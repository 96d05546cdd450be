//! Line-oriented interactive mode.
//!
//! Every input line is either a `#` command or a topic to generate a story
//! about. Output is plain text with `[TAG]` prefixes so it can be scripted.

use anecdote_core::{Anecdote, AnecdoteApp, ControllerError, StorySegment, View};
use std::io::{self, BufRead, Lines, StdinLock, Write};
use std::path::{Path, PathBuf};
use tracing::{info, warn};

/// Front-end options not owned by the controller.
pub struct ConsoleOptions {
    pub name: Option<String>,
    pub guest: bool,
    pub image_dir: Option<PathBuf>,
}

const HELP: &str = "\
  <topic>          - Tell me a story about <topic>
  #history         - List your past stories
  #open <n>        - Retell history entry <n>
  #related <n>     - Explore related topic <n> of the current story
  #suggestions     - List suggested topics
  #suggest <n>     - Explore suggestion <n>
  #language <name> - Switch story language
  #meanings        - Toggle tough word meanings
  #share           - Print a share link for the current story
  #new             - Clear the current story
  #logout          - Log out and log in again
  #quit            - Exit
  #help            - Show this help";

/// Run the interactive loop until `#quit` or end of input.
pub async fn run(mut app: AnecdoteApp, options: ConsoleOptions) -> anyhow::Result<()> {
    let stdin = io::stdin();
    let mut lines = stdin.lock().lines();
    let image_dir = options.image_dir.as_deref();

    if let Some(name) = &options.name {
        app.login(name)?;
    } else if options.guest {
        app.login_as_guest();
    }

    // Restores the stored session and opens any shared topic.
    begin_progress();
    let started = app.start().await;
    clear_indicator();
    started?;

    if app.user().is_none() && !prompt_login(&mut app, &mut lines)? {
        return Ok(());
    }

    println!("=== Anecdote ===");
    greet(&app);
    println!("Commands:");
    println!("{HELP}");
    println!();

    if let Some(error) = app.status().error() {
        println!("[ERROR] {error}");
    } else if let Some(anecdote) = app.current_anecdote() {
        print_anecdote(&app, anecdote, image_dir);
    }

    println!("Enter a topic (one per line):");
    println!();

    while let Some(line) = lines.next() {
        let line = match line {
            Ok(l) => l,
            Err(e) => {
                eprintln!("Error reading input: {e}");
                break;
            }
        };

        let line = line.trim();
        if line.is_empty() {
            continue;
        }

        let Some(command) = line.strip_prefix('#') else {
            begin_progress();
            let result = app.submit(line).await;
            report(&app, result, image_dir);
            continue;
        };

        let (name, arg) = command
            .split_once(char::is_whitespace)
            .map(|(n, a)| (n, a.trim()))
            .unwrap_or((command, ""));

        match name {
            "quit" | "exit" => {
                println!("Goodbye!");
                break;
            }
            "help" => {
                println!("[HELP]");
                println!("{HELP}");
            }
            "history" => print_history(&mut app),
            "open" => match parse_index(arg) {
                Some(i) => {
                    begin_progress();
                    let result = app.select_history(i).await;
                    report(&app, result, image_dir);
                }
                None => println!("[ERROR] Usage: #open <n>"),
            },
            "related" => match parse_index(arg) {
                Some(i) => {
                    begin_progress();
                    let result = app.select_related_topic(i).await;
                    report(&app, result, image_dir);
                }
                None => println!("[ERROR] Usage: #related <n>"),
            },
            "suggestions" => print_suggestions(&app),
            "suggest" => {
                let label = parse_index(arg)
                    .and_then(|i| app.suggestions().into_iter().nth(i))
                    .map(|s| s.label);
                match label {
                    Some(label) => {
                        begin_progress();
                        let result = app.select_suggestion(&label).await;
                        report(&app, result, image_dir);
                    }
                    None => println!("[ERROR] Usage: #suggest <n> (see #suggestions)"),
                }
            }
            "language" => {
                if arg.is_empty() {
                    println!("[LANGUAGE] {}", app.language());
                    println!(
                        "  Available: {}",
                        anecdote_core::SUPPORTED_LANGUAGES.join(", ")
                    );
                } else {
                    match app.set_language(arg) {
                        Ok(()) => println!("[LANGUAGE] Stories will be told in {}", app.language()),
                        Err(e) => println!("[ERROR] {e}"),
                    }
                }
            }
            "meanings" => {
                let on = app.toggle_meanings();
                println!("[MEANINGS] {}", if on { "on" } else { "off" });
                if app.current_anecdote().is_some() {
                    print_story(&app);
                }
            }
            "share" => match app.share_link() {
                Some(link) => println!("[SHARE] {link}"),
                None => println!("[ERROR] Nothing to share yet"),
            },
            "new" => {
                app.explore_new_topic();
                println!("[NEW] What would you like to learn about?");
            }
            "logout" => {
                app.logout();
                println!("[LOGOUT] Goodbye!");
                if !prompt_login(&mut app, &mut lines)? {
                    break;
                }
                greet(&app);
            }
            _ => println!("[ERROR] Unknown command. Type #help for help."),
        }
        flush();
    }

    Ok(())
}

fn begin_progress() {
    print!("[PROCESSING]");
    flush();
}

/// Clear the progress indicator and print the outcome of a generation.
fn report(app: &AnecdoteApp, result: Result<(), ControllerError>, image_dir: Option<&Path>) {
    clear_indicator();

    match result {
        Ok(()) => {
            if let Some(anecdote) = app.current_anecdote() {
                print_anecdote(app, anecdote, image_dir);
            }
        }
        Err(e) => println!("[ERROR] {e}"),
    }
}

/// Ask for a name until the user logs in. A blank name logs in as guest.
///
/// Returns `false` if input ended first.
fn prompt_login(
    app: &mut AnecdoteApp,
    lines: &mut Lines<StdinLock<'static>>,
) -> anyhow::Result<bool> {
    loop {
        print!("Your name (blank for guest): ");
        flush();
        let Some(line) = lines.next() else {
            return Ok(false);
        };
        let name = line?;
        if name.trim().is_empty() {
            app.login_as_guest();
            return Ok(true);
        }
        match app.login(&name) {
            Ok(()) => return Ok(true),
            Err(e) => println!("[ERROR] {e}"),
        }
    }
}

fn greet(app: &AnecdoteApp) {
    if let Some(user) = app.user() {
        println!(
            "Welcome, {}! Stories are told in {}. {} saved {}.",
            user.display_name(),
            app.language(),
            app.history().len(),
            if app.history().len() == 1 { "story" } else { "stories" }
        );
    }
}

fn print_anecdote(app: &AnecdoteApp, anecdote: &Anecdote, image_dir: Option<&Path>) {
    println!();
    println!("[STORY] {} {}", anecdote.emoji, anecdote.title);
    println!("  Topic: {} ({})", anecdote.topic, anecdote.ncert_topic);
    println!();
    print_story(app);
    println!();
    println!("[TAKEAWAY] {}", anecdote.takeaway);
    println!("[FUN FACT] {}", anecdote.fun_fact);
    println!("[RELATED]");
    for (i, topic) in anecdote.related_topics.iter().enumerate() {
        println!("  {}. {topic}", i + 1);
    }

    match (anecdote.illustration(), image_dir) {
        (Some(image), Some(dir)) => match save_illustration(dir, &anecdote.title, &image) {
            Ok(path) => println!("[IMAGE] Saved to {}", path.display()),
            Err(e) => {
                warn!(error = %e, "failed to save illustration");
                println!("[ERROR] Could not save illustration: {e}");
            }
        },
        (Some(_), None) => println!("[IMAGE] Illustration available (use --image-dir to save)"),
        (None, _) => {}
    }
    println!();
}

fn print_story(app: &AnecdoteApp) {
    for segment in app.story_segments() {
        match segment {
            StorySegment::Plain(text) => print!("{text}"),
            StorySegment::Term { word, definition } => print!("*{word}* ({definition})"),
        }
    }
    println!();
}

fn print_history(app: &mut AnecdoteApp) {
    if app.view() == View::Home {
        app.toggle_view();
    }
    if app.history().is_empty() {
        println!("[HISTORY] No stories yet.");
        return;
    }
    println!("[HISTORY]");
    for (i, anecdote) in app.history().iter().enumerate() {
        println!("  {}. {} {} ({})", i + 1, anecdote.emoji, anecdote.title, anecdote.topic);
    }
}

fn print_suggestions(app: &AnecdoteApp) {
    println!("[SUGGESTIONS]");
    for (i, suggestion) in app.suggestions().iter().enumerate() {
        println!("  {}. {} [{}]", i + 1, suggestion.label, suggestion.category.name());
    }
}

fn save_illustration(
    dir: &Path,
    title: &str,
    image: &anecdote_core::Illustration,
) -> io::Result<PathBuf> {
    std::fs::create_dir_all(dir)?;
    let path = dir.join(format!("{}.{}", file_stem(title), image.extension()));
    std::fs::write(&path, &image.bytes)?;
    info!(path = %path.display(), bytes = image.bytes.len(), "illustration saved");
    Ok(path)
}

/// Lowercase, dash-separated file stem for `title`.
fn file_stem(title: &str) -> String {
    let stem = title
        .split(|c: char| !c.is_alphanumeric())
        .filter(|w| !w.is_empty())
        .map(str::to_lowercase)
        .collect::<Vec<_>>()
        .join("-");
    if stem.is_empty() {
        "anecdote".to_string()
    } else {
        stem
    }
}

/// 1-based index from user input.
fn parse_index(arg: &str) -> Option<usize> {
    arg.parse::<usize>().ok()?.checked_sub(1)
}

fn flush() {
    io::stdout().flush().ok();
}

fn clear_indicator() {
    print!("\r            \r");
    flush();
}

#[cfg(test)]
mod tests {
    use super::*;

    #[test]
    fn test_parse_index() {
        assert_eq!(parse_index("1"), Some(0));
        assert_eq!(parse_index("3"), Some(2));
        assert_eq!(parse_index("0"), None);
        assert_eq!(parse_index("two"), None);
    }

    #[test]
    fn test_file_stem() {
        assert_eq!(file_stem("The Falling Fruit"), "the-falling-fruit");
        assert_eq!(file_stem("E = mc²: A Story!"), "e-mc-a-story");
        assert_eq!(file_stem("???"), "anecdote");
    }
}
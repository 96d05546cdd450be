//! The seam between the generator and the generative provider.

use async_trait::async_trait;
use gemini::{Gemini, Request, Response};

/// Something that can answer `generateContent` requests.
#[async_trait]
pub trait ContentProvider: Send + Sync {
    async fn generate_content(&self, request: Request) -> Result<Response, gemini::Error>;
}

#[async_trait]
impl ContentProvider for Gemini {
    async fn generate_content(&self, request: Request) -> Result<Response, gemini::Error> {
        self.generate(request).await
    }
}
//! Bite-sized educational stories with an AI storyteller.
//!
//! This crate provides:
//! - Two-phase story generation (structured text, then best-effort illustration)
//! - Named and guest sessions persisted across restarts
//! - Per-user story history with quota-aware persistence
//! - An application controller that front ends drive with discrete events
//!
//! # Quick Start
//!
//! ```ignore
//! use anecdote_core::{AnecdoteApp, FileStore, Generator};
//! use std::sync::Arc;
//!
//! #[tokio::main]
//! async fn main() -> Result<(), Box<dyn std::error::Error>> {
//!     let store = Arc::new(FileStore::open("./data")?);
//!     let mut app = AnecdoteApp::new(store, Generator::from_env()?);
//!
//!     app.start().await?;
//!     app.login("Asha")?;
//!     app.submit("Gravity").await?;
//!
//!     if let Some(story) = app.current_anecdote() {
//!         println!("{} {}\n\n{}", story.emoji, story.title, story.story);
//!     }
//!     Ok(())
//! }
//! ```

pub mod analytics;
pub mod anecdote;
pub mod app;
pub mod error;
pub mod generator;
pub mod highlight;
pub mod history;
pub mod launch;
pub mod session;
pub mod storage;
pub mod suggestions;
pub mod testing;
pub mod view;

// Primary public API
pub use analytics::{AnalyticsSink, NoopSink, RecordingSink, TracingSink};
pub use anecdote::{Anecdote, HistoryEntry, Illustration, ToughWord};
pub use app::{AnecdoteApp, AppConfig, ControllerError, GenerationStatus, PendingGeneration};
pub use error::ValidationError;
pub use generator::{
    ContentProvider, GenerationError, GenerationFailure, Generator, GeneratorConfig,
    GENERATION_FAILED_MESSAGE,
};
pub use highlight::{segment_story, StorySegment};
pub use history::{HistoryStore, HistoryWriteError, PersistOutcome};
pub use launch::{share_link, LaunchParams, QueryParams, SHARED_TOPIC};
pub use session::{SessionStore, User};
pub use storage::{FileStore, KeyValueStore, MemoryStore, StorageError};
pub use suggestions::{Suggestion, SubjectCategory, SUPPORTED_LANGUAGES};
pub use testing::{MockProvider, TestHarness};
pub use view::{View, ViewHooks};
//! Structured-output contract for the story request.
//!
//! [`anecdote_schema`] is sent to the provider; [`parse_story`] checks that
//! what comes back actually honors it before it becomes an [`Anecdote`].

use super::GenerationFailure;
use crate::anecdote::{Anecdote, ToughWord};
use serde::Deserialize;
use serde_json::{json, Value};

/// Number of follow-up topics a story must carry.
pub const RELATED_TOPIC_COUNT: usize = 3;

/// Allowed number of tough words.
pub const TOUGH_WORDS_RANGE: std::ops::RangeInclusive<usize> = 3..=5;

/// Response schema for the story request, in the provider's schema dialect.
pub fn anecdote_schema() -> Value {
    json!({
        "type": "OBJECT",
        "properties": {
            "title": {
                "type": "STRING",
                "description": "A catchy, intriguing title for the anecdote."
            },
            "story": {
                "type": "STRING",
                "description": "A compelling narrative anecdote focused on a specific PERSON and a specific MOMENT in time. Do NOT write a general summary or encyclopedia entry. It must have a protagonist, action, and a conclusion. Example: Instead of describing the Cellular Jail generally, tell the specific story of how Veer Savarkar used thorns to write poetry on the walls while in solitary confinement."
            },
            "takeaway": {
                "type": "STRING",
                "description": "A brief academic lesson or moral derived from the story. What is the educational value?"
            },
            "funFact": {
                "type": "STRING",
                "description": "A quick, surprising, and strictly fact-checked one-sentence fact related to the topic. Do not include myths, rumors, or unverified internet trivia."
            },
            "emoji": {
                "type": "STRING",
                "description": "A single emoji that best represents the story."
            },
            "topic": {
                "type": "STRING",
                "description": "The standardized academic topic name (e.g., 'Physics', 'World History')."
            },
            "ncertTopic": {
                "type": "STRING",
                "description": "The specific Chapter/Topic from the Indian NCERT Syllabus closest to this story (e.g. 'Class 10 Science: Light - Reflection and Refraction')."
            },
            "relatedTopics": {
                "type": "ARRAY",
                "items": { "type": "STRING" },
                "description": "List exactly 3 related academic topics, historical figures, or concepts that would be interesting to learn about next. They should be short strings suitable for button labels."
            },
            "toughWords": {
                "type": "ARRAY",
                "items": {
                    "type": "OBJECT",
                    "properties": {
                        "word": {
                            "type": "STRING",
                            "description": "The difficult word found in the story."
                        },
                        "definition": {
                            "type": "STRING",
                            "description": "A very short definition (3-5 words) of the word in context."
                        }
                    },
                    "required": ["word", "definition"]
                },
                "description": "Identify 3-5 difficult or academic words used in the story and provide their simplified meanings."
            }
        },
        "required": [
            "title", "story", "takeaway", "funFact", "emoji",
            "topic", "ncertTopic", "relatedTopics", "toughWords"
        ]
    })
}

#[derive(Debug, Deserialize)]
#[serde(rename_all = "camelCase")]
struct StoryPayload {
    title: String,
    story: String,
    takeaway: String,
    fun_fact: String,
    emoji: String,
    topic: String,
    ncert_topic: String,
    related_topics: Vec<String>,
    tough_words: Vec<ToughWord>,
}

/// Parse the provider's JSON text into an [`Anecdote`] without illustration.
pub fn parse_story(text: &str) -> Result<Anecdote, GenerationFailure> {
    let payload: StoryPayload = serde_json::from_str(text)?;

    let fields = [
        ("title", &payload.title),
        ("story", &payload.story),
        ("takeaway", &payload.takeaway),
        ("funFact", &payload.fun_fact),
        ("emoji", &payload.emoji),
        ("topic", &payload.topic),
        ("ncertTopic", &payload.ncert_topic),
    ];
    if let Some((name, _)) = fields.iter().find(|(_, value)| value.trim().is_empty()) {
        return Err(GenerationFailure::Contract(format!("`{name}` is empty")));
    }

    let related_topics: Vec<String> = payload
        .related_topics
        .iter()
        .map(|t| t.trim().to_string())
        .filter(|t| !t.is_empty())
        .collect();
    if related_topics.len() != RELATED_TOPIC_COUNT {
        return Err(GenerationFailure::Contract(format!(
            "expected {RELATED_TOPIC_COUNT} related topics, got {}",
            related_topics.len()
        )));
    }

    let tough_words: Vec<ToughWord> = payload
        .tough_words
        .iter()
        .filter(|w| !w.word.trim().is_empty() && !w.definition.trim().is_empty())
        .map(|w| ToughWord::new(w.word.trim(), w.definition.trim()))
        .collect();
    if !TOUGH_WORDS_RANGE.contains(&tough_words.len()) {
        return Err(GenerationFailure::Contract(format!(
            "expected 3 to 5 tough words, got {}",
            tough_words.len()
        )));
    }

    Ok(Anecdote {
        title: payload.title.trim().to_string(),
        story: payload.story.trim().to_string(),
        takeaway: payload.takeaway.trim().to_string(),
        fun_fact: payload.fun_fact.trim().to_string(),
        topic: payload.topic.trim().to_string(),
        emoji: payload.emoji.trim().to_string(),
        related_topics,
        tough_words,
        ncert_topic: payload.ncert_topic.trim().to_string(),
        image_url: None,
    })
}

##############################

# WHAT THIS TASK INVOLVES:
Show the lines of the records that contain the word "learn".

# SOLUTION FOR THIS TASK:
                println!("[NEW] What would you like to learn about?");
                "description": "List exactly 3 related academic topics, historical figures, or concepts that would be interesting to learn about next. They should be short strings suitable for button labels."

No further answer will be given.